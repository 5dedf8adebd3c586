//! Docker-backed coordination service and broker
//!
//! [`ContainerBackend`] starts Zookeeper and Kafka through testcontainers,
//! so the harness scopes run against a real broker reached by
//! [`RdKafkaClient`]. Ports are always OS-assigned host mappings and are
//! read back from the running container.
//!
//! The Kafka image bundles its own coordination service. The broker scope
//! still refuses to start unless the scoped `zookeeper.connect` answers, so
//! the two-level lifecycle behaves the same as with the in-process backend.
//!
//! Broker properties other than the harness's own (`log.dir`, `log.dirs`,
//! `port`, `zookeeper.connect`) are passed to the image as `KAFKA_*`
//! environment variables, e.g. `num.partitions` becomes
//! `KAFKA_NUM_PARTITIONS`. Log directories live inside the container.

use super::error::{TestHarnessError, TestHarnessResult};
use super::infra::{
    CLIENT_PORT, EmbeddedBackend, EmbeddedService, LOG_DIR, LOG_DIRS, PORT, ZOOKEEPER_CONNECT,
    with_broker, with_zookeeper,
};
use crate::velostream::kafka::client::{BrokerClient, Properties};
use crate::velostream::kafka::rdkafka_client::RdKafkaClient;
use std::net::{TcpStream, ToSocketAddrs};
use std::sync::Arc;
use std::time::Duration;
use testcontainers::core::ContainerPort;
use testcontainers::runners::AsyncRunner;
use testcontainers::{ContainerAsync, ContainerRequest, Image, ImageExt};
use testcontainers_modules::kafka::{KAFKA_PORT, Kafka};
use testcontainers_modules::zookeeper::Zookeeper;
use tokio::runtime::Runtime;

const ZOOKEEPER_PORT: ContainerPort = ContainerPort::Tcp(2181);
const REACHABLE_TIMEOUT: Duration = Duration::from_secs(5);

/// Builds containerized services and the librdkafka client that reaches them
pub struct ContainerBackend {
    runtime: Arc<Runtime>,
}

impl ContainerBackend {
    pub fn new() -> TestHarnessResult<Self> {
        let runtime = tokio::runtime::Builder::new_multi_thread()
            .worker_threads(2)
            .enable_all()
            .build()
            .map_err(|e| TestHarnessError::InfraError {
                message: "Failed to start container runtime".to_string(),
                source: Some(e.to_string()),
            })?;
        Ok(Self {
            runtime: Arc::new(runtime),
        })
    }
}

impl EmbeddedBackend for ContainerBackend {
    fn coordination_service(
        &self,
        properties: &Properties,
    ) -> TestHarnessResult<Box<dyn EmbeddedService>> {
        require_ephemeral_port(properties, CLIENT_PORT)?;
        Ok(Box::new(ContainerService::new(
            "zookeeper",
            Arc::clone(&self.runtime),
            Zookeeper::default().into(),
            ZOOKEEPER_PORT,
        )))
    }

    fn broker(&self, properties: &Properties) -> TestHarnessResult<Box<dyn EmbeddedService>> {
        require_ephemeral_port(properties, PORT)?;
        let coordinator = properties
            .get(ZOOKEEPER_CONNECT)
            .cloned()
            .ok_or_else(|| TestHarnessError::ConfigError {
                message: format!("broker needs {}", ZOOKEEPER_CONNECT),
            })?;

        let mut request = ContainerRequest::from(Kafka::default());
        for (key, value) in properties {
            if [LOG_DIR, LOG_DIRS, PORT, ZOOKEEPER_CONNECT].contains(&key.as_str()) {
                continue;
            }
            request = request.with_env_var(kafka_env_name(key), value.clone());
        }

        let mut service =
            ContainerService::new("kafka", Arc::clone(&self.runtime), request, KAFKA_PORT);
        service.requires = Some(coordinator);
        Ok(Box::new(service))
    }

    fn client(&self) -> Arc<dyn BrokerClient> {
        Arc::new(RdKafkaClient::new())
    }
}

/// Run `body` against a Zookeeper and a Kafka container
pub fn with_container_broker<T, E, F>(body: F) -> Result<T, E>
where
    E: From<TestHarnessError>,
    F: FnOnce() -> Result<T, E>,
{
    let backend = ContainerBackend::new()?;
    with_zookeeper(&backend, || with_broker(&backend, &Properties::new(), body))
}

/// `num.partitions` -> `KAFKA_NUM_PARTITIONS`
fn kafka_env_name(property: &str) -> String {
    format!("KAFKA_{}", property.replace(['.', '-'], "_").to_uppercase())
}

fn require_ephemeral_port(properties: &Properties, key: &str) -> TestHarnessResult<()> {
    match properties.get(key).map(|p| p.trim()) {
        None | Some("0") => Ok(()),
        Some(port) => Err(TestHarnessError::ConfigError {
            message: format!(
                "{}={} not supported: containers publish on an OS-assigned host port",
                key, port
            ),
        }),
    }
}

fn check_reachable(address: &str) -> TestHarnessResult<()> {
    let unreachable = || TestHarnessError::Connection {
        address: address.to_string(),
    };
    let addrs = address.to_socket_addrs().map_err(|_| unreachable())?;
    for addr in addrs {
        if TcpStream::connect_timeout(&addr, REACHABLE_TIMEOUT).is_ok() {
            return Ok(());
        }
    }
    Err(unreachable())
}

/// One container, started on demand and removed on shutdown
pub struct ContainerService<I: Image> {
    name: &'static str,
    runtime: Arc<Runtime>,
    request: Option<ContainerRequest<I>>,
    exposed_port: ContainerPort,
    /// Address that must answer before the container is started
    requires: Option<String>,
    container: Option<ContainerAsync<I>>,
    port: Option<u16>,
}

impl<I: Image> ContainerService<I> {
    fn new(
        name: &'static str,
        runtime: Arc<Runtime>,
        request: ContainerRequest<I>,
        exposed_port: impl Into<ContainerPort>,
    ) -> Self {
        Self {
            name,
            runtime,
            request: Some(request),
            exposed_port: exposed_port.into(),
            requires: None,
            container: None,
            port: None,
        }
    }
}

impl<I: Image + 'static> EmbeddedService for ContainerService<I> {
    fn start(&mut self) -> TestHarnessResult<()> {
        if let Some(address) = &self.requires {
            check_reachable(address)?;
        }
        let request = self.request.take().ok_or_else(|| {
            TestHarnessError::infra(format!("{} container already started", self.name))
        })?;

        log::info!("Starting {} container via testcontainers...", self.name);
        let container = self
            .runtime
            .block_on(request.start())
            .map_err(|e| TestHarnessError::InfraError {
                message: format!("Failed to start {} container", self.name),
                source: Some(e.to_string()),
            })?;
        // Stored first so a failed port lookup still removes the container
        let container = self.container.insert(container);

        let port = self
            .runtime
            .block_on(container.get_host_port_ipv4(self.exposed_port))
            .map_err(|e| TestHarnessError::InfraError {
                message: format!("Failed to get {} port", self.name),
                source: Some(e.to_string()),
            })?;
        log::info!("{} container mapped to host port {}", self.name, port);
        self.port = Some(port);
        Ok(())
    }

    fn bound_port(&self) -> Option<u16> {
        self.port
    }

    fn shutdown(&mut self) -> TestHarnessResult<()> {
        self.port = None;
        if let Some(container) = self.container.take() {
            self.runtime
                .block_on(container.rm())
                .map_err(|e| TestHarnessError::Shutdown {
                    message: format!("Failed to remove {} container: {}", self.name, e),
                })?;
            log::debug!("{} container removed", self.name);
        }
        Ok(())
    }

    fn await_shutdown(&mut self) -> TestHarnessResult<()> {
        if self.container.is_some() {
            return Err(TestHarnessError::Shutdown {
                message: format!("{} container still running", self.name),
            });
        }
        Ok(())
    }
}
-------------------------
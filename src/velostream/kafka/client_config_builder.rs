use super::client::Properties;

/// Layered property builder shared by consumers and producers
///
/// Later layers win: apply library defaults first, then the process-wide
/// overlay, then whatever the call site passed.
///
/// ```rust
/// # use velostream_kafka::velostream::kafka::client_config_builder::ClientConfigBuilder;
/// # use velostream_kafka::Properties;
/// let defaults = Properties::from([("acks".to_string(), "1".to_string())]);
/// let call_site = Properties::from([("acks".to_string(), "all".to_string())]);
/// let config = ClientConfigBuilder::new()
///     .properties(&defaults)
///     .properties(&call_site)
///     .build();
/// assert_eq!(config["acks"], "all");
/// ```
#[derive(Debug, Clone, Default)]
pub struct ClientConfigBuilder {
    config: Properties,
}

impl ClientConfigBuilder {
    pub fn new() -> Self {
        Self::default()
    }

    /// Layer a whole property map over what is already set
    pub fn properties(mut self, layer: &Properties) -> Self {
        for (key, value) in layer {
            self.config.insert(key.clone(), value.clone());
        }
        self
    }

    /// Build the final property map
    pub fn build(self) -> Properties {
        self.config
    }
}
-------------------------
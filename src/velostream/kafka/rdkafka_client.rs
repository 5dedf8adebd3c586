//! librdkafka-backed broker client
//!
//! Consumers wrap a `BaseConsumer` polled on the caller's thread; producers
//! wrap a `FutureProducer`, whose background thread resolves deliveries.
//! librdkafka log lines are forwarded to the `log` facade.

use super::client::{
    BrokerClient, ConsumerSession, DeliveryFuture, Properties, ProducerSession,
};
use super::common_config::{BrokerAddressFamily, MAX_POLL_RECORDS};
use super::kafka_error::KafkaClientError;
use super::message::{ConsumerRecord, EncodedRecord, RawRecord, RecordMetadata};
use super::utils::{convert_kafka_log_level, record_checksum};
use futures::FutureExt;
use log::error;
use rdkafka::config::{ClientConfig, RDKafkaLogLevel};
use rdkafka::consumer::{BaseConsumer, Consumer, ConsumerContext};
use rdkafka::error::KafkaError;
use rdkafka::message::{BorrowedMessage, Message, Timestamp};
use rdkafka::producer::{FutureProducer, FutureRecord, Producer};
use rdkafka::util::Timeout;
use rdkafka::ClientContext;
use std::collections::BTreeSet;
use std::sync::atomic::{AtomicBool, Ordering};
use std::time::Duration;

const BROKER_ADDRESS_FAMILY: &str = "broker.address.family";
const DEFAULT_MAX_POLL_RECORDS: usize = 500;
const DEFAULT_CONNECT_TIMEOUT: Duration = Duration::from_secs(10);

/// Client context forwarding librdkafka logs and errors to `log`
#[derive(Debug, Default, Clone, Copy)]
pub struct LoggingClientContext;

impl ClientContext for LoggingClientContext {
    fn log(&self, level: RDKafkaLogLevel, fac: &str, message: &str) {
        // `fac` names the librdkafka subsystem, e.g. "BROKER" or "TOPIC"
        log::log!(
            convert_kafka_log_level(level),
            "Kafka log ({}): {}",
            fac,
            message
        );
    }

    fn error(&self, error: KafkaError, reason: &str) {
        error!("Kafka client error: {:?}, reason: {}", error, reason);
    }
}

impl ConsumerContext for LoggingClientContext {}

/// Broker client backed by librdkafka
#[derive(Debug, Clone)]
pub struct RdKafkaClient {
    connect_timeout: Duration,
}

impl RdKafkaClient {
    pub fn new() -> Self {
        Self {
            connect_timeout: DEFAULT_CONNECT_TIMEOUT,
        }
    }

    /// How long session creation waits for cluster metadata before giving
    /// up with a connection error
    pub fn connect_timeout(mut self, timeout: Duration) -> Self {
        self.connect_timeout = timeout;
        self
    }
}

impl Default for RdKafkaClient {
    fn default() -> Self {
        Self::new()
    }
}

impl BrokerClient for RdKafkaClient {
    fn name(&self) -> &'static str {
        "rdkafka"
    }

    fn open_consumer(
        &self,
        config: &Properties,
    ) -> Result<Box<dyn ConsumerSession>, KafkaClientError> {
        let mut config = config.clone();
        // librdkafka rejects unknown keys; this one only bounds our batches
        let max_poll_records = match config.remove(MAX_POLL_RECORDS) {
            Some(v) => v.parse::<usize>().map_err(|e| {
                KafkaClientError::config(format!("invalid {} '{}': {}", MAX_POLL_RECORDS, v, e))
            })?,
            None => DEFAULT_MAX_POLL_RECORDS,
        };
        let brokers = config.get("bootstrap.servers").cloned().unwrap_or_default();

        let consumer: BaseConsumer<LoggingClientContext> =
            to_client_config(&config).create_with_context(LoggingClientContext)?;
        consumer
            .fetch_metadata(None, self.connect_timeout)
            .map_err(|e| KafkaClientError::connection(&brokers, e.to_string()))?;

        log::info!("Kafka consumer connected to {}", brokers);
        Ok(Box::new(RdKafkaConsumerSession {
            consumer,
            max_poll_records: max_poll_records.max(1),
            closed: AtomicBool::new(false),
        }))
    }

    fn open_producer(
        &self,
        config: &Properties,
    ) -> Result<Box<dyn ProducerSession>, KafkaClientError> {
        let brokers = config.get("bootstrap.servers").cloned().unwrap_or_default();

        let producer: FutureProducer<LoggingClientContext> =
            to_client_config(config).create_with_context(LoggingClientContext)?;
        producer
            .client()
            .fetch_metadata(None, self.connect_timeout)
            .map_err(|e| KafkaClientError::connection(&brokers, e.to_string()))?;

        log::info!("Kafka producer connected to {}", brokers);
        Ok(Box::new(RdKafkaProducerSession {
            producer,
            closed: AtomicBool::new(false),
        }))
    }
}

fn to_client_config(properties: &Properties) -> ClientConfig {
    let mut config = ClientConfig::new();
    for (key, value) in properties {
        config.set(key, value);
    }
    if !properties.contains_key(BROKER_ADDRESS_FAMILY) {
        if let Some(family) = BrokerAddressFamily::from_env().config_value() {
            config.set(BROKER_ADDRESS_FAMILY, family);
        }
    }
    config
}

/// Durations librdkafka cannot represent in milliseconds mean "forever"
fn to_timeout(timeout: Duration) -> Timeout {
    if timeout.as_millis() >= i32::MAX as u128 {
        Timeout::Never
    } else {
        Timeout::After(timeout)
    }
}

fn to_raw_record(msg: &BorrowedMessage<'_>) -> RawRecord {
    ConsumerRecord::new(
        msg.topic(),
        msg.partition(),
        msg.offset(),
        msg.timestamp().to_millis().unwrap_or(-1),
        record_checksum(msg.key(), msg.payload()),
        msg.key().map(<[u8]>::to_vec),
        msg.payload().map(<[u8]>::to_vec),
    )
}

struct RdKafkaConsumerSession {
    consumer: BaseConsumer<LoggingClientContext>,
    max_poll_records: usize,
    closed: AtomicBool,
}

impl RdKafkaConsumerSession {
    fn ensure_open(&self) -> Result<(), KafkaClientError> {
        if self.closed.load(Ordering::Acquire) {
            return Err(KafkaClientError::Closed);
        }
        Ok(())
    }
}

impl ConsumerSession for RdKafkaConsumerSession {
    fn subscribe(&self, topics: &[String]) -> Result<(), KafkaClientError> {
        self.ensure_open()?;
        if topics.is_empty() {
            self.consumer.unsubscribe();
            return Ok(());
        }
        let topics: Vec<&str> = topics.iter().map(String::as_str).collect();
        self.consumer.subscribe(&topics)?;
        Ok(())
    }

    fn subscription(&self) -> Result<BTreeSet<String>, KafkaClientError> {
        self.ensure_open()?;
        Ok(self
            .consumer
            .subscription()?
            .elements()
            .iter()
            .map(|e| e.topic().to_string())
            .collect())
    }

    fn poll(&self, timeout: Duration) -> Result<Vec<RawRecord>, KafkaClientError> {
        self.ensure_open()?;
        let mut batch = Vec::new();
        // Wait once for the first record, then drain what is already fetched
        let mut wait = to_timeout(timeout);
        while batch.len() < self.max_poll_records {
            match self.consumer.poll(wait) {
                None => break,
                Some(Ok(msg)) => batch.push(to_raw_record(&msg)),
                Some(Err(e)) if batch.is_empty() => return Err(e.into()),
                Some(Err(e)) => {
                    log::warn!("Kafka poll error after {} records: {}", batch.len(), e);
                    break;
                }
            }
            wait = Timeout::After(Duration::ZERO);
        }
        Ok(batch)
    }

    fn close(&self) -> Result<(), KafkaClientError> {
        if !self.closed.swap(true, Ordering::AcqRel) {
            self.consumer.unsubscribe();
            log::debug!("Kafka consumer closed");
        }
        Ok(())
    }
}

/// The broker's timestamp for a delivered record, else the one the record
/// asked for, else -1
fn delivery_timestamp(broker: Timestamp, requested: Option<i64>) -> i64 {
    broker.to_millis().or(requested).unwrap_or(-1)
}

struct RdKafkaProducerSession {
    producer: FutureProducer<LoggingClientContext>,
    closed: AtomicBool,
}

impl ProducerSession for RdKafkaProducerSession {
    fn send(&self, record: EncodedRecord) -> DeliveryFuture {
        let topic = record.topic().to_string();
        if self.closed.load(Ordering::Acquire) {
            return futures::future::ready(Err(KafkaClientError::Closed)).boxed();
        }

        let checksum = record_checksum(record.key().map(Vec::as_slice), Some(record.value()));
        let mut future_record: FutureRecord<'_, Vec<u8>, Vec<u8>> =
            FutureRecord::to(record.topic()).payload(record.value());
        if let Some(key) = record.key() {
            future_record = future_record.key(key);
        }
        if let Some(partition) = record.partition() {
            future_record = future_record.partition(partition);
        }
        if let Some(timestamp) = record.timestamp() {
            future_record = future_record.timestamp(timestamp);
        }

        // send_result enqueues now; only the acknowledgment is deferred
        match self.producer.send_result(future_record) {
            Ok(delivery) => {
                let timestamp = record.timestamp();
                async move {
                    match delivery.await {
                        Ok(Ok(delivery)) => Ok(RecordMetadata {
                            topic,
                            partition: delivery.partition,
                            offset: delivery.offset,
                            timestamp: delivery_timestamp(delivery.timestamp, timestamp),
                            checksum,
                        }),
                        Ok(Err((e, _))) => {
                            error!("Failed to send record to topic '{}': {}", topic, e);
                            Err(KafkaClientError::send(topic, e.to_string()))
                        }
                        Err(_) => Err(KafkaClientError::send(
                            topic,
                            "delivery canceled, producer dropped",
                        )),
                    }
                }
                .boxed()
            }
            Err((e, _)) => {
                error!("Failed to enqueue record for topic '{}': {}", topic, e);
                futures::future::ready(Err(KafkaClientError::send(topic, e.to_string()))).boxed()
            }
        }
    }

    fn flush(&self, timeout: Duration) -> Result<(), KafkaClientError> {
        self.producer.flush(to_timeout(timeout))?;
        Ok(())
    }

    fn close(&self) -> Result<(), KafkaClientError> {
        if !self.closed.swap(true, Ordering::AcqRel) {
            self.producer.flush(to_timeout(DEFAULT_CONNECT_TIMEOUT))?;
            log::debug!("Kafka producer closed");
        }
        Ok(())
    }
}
-------------------------
For this task, write out exactly the lines of the entries above, starting at the line with "let mut config = config.clone();" and ending at the line with "if let Some(family)", both included, and no others.

        let mut config = config.clone();
        // librdkafka rejects unknown keys; this one only bounds our batches
        let max_poll_records = match config.remove(MAX_POLL_RECORDS) {
            Some(v) => v.parse::<usize>().map_err(|e| {
                KafkaClientError::config(format!("invalid {} '{}': {}", MAX_POLL_RECORDS, v, e))
            })?,
            None => DEFAULT_MAX_POLL_RECORDS,
        };
        let brokers = config.get("bootstrap.servers").cloned().unwrap_or_default();

        let consumer: BaseConsumer<LoggingClientContext> =
            to_client_config(&config).create_with_context(LoggingClientContext)?;
        consumer
            .fetch_metadata(None, self.connect_timeout)
            .map_err(|e| KafkaClientError::connection(&brokers, e.to_string()))?;

        log::info!("Kafka consumer connected to {}", brokers);
        Ok(Box::new(RdKafkaConsumerSession {
            consumer,
            max_poll_records: max_poll_records.max(1),
            closed: AtomicBool::new(false),
        }))
    }

    fn open_producer(
        &self,
        config: &Properties,
    ) -> Result<Box<dyn ProducerSession>, KafkaClientError> {
        let brokers = config.get("bootstrap.servers").cloned().unwrap_or_default();

        let producer: FutureProducer<LoggingClientContext> =
            to_client_config(config).create_with_context(LoggingClientContext)?;
        producer
            .client()
            .fetch_metadata(None, self.connect_timeout)
            .map_err(|e| KafkaClientError::connection(&brokers, e.to_string()))?;

        log::info!("Kafka producer connected to {}", brokers);
        Ok(Box::new(RdKafkaProducerSession {
            producer,
            closed: AtomicBool::new(false),
        }))
    }
}

fn to_client_config(properties: &Properties) -> ClientConfig {
    let mut config = ClientConfig::new();
    for (key, value) in properties {
        config.set(key, value);
    }
    if !properties.contains_key(BROKER_ADDRESS_FAMILY) {
        if let Some(family) = BrokerAddressFamily::from_env().config_value() {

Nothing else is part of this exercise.